Value in Health. 2019;22(8):0.

BACKGROUND
Many investment cases have recently been published intending to show the value of new health investments, but without consistent methodological approaches.

OBJECTIVES
To conduct a scoping review of existing investment cases (using vaccines and immunization programs as an example), identify common characteristics that define these investment cases, and examine their role within the broader context of the vaccine development and introduction.

METHODS
A systematic search was conducted from January 1980 to November 2017 to identify investment cases in the area of vaccines and immunization programs from gray literature and electronic bibliographic databases. Investment case outcomes, objectives, key variables, target audiences, and funding sources were extracted and analyzed according to their reporting frequency.

RESULTS
We found 24 investment cases, and most of them aim to provide information for decisions (12 cases) or advocate for a specific agenda (9 cases).
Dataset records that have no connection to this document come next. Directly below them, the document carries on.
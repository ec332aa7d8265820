//! Key-value backends.
//!
//! The engine only ever sees [`StateStore`]; which backend sits behind it is
//! an application decision. The file-backed store writes each record
//! atomically (temp file + rename) so a crash mid-write can corrupt at most
//! the temp file, never a record.

use std::collections::BTreeMap;
use std::fs::{self, File};
use std::io::Write as _;
use std::path::{Path, PathBuf};

use crate::error::StoreError;

/// Durable string-to-string record store. Object safe so callers can hold
/// `&mut dyn StateStore`.
pub trait StateStore {
    /// Read a record. Absence is `Ok(None)`, not an error.
    fn get(&self, key: &str) -> Result<Option<String>, StoreError>;

    fn set(&mut self, key: &str, value: &str) -> Result<(), StoreError>;

    /// Remove a record. Deleting an absent record is a no-op.
    fn delete(&mut self, key: &str) -> Result<(), StoreError>;
}

/// In-memory backend for tests and ephemeral runs.
#[derive(Debug, Default)]
pub struct MemoryStore {
    records: BTreeMap<String, String>,
}

impl MemoryStore {
    pub fn new() -> Self {
        Self::default()
    }
}

impl StateStore for MemoryStore {
    fn get(&self, key: &str) -> Result<Option<String>, StoreError> {
        Ok(self.records.get(key).cloned())
    }

    fn set(&mut self, key: &str, value: &str) -> Result<(), StoreError> {
        self.records.insert(key.to_string(), value.to_string());
        Ok(())
    }

    fn delete(&mut self, key: &str) -> Result<(), StoreError> {
        self.records.remove(key);
        Ok(())
    }
}

/// File-backed store keeping one `<key>.json` file per record under a state
/// directory. The directory is created lazily on first write.
#[derive(Debug, Clone)]
pub struct JsonFileStore {
    dir: PathBuf,
}

impl JsonFileStore {
    pub fn new(dir: impl Into<PathBuf>) -> Self {
        Self { dir: dir.into() }
    }

    pub fn dir(&self) -> &Path {
        &self.dir
    }

    fn record_path(&self, key: &str) -> PathBuf {
        self.dir.join(format!("{key}.json"))
    }
}

impl StateStore for JsonFileStore {
    fn get(&self, key: &str) -> Result<Option<String>, StoreError> {
        let path = self.record_path(key);
        match fs::read_to_string(&path) {
            Ok(value) => Ok(Some(value)),
            Err(err) if err.kind() == std::io::ErrorKind::NotFound => Ok(None),
            Err(err) => Err(StoreError::io("read", path, err)),
        }
    }

    fn set(&mut self, key: &str, value: &str) -> Result<(), StoreError> {
        let path = self.record_path(key);
        let temp_path = path.with_extension("json.tmp");

        fs::create_dir_all(&self.dir)
            .map_err(|err| StoreError::io("create directory", &self.dir, err))?;

        let mut file =
            File::create(&temp_path).map_err(|err| StoreError::io("create", &temp_path, err))?;
        file.write_all(value.as_bytes())
            .map_err(|err| StoreError::io("write", &temp_path, err))?;
        file.sync_all()
            .map_err(|err| StoreError::io("sync", &temp_path, err))?;

        fs::rename(&temp_path, &path).map_err(|err| StoreError::Rename {
            temp_path: temp_path.clone(),
            path: path.clone(),
            source: err,
        })?;

        tracing::debug!(key, path = %path.display(), "record written");
        Ok(())
    }

    fn delete(&mut self, key: &str) -> Result<(), StoreError> {
        let path = self.record_path(key);
        match fs::remove_file(&path) {
            Ok(()) => Ok(()),
            Err(err) if err.kind() == std::io::ErrorKind::NotFound => Ok(()),
            Err(err) => Err(StoreError::io("delete", path, err)),
        }
    }
}
//! Ambienta CLI.

use ambienta_cli::config::AmbientaConfig;
use ambienta_cli::logging::{LogConfig, LogFormat, init_logging};
use clap::{ColorChoice, Parser};
use std::io::{self, IsTerminal};
use tracing::level_filters::LevelFilter;

mod cli;
mod commands;
mod tables;

use crate::cli::{Cli, Command, LogFormatArg, LogLevelArg};
use crate::commands::{
    run_catalog, run_checkout, run_compose, run_confirm, run_export, run_handoff, run_reset,
    run_select, run_show,
};

fn main() {
    let cli = Cli::parse();
    cli.color.write_global();
    let log_config = log_config_from_cli(&cli);
    if let Err(error) = init_logging(&log_config) {
        eprintln!("error: failed to initialize logging: {error}");
        std::process::exit(1);
    }
    let config = AmbientaConfig::load(cli.config.clone());
    let result = match cli.command {
        Command::Catalog => run_catalog(config),
        Command::Select(args) => run_select(config, &args),
        Command::Show => run_show(config),
        Command::Compose(args) => run_compose(config, &args),
        Command::Checkout(args) => run_checkout(config, &args),
        Command::Confirm => run_confirm(config),
        Command::Export(args) => run_export(config, &args),
        Command::Handoff => run_handoff(config),
        Command::Reset => run_reset(config),
    };
    if let Err(error) = result {
        eprintln!("error: {error:#}");
        std::process::exit(1);
    }
}

/// Build logging configuration from CLI flags with consistent precedence.
fn log_config_from_cli(cli: &Cli) -> LogConfig {
    let mut config = LogConfig {
        level_filter: cli.verbosity.tracing_level_filter(),
        ..LogConfig::default()
    };
    config.use_env_filter = !(cli.verbosity.is_present() || cli.log_level.is_some());
    if let Some(level) = cli.log_level {
        config.level_filter = match level {
            LogLevelArg::Error => LevelFilter::ERROR,
            LogLevelArg::Warn => LevelFilter::WARN,
            LogLevelArg::Info => LevelFilter::INFO,
            LogLevelArg::Debug => LevelFilter::DEBUG,
            LogLevelArg::Trace => LevelFilter::TRACE,
        };
    }
    config.format = match cli.log_format {
        LogFormatArg::Pretty => LogFormat::Pretty,
        LogFormatArg::Compact => LogFormat::Compact,
        LogFormatArg::Json => LogFormat::Json,
    };
    config.log_file = cli.log_file.clone();
    config.with_ansi = match cli.color.color {
        ColorChoice::Always => true,
        ColorChoice::Never => false,
        ColorChoice::Auto => cli.log_file.is_none() && io::stderr().is_terminal(),
    };
    config
}
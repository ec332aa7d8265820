//! Room/variant catalog.
//!
//! The catalog is the read-only menu the rest of the system works from: a
//! list of room categories, each offering furnishing variants with priced
//! material lines. It is loaded once and never mutated.

mod embedded;
pub mod error;

pub use error::CatalogError;

use ambienta_model::{RoomCategory, Variant};
use std::collections::BTreeSet;

/// Validated, immutable room menu. Category order follows the source data.
#[derive(Debug, Clone)]
pub struct Catalog {
    categories: Vec<RoomCategory>,
}

impl Catalog {
    /// Load the menu embedded in the binary. Failure here means a broken
    /// build artifact, not bad user input.
    pub fn builtin() -> Result<Self, CatalogError> {
        Self::from_json(embedded::CATALOG_JSON)
    }

    /// Parse and validate a caller-supplied menu, for deployments that
    /// override the builtin one.
    pub fn from_json(json: &str) -> Result<Self, CatalogError> {
        let categories: Vec<RoomCategory> = serde_json::from_str(json)?;
        validate(&categories)?;
        Ok(Self { categories })
    }

    /// All categories in declaration order.
    pub fn categories(&self) -> &[RoomCategory] {
        &self.categories
    }

    pub fn find_category(&self, key: &str) -> Option<&RoomCategory> {
        self.categories.iter().find(|category| category.key == key)
    }

    /// Like [`find_category`](Self::find_category), but a missing key is an
    /// error. Callers use this when the key came from configuration or a
    /// stored selection rather than free-form input.
    pub fn require_category(&self, key: &str) -> Result<&RoomCategory, CatalogError> {
        self.find_category(key)
            .ok_or_else(|| CatalogError::UnknownCategory {
                key: key.to_string(),
            })
    }

    pub fn find_variant(&self, category_key: &str, variant_id: &str) -> Option<&Variant> {
        self.find_category(category_key)
            .and_then(|category| category.variant(variant_id))
    }
}

fn validate(categories: &[RoomCategory]) -> Result<(), CatalogError> {
    let mut seen = BTreeSet::new();
    for category in categories {
        if !seen.insert(category.key.as_str()) {
            return Err(CatalogError::invalid(format!(
                "duplicate category key: {}",
                category.key
            )));
        }
        if category.variants.is_empty() {
            return Err(CatalogError::invalid(format!(
                "category {} has no variants",
                category.key
            )));
        }
    }
    Ok(())
}

#[cfg(test)]
mod tests {
    use super::*;

    #[test]
    fn builtin_catalog_loads() {
        let catalog = Catalog::builtin().expect("builtin catalog parses");
        assert_eq!(catalog.categories().len(), 6);
        for category in catalog.categories() {
            assert!(
                !category.variants.is_empty(),
                "category {} must offer variants",
                category.key
            );
            for variant in &category.variants {
                assert!(variant.area_sqm > 0.0, "variant {} area", variant.id);
            }
        }
    }

    #[test]
    fn category_lookup_by_key() {
        let catalog = Catalog::builtin().expect("builtin catalog parses");
        assert!(catalog.find_category("sala").is_some());
        assert!(catalog.find_category("garage").is_none());
        let err = catalog.require_category("garage").unwrap_err();
        assert!(matches!(err, CatalogError::UnknownCategory { key } if key == "garage"));
    }

    #[test]
    fn variant_lookup() {
        let catalog = Catalog::builtin().expect("builtin catalog parses");
        let variant = catalog
            .find_variant("sala", "sala-nordica")
            .expect("known variant");
        assert_eq!(variant.area_sqm, 12.0);
        assert_eq!(variant.materials.len(), 3);
        assert!(catalog.find_variant("sala", "sala-imaginaria").is_none());
    }

    #[test]
    fn duplicate_category_keys_rejected() {
        let json = r#"[
            {"key": "sala", "name": "Sala", "variants": [
                {"id": "a", "title": "A", "area_sqm": 1.0, "image_ref": "sala1", "materials": []}
            ]},
            {"key": "sala", "name": "Sala bis", "variants": [
                {"id": "b", "title": "B", "area_sqm": 1.0, "image_ref": "sala2", "materials": []}
            ]}
        ]"#;
        let err = Catalog::from_json(json).unwrap_err();
        assert!(matches!(err, CatalogError::Invalid { .. }));
    }

    #[test]
    fn empty_variant_list_rejected() {
        let json = r#"[{"key": "sala", "name": "Sala", "variants": []}]"#;
        let err = Catalog::from_json(json).unwrap_err();
        assert!(matches!(err, CatalogError::Invalid { .. }));
    }

    #[test]
    fn malformed_json_is_a_parse_error() {
        let err = Catalog::from_json("not json").unwrap_err();
        assert!(matches!(err, CatalogError::Parse { .. }));
    }
}
#![no_main]

use libfuzzer_sys::fuzz_target;
use sift_fuzzy::{Pattern, EMPTY_PATTERN_SCORE, MAX_PATTERN_LEN};

/// Cap fuzz inputs so `-max_len` overrides cannot drive quadratic behavior
/// via attacker-controlled candidate lengths.
const MAX_INPUT_SIZE: usize = 64 * 1024;

/// Returns a UTF-8 view of `data`, trimming up to 3 bytes if the cap splits a
/// multibyte codepoint.
fn truncate_utf8(data: &[u8]) -> Option<&str> {
    let cap = data.len().min(MAX_INPUT_SIZE);
    for trim in 0..=3 {
        if cap < trim {
            break;
        }
        if let Ok(text) = std::str::from_utf8(&data[..cap - trim]) {
            return Some(text);
        }
    }
    None
}

fuzz_target!(|data: &[u8]| {
    let Some(text) = truncate_utf8(data) else {
        return;
    };
    // First line is the pattern, the rest is the candidate.
    let Some((pattern_text, candidate)) = text.split_once('\n') else {
        return;
    };

    let pattern = match Pattern::new(pattern_text) {
        Ok(pattern) => pattern,
        Err(err) => {
            assert!(pattern_text.len() > MAX_PATTERN_LEN, "spurious rejection: {err}");
            return;
        }
    };

    // Goal: never panic on arbitrary input, and keep the scorer, the boolean
    // predicate and the lenient variant mutually consistent.
    let score = pattern.score(candidate);
    assert_eq!(score > 0, pattern.matches(candidate));
    if pattern.is_empty() {
        assert_eq!(score, EMPTY_PATTERN_SCORE);
    }
    assert!(pattern.score_lenient(candidate) >= score);
});
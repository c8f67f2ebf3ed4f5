use crate::CandidateId;

/// An immutable, ordered snapshot of the strings a query session runs
/// against.
///
/// A corpus is assembled once per session (a file listing, the open buffer
/// names, a command palette) and is read-only afterwards. Candidates are
/// addressed by position; see [`CandidateId`].
#[derive(Debug, Clone, Default, PartialEq, Eq)]
pub struct Corpus {
    items: Vec<String>,
}

impl Corpus {
    pub fn new(items: Vec<String>) -> Self {
        Self { items }
    }

    pub fn len(&self) -> usize {
        self.items.len()
    }

    pub fn is_empty(&self) -> bool {
        self.items.is_empty()
    }

    /// Returns the candidate with the given id, or `None` when the id is out
    /// of range.
    pub fn get(&self, id: CandidateId) -> Option<&str> {
        self.items.get(id as usize).map(String::as_str)
    }

    /// Iterates candidates in corpus order.
    pub fn iter(&self) -> impl Iterator<Item = &str> {
        self.items.iter().map(String::as_str)
    }
}

impl From<Vec<String>> for Corpus {
    fn from(items: Vec<String>) -> Self {
        Self::new(items)
    }
}

impl FromIterator<String> for Corpus {
    fn from_iter<I: IntoIterator<Item = String>>(iter: I) -> Self {
        Self::new(iter.into_iter().collect())
    }
}

impl<'a> FromIterator<&'a str> for Corpus {
    fn from_iter<I: IntoIterator<Item = &'a str>>(iter: I) -> Self {
        Self::new(iter.into_iter().map(str::to_owned).collect())
    }
}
Outcomes presented fell into 4 broad categories—burden of disease, cost of investment, impact of investment, and other considerations for implementation. Number of deaths averted (70%), incremental cost-effectiveness ratios (67%), and reduction in health and socioeconomic inequalities (54%) were the most frequently reported outcome measures for impact of investment. Health system capacity (79%) and vaccine financing landscape (75%) were the most common considerations for implementation. A sizable proportion (41.4%) of investment cases did not reveal their funding sources.

CONCLUSIONS
This review describes information that is critical to decision making about resource mobilization and allocation concerning vaccines. Global efforts to harmonize investment cases more broadly will increase transparency and comparability.

Evaluation of Efficacy Endpoints for a Phase IIb Study of a Respiratory Syncytial Virus Vaccine in Older Adults Using Patient-Reported Outcomes With Laboratory Confirmation

Yu, J., Powers, J.H., Vallo, D., Falloon, J. 
Value in Health. 2020;23(2):0.

OBJECTIVES
There are no approved vaccines for respiratory syncytial virus (RSV), and consensus on methods to assess RSV vaccine efficacy has not been established. In this study of an adjuvanted RSV vaccine, we evaluated an RSV disease endpoint using a patient-reported outcome instrument (the inFLUenza Patient-Reported Outcome instrument [FLU-PRO]) and molecular testing for virologic confirmation.

METHODS
In a randomized, blinded efficacy study (NCT02508194), 1900 adult participants aged ≥60 years who had any respiratory symptom lasting ≥24 hours recorded symptoms in a FLU-PRO–based workbook for 21 days, self-collected nasal swabs on illness days 2 to 4, and had a site-collected swab obtained on (approximately) day 4. The endpoint, acute RSV-associated respiratory illness (ARA-RI), required specific symptoms with virologic confirmation.

RESULTS
The FLU-PRO demonstrated reliability, ability to detect change, and validity and had high participant adherence and acceptable patient burden in the setting of an RSV prevention trial. The ARA-RI endpoint definition captured all 33 virologically confirmed RSV illnesses for which symptom data were provided, and in 32 of these, at least 1 lower respiratory symptom was reported. Sensitivity analysis with an endpoint requiring ≥2 lower respiratory symptoms captured greater symptom severity but fewer cases. Results of self- and site-collected swabs were highly correlated. Self-swabbing detected 9 additional cases that would have been missed by site swabbing only.

CONCLUSIONS
These results demonstrated the reliability and validity of the ARA-RI definition and of the FLU-PRO for use in RSV studies. Self-swabbing improved RSV detection.